- **TASK OBJECTIVE**
Copy out every line of the data where the word "model" is found.
*** TASK DATA ***
//! Configuration model, loading, and validation.

pub mod load;
pub mod model;

pub use load::ConfigError;
pub use model::{
    BlacklistConfig, ContextSettings, EmailConfig, MattermostConfig, MonitorConfig,
    NotificationsConfig, RemoteServerConfig, SshSettings, TerminalConfig,
};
***
- **FINAL ANSWER**
//! Configuration model, loading, and validation.
pub mod model;
pub use model::{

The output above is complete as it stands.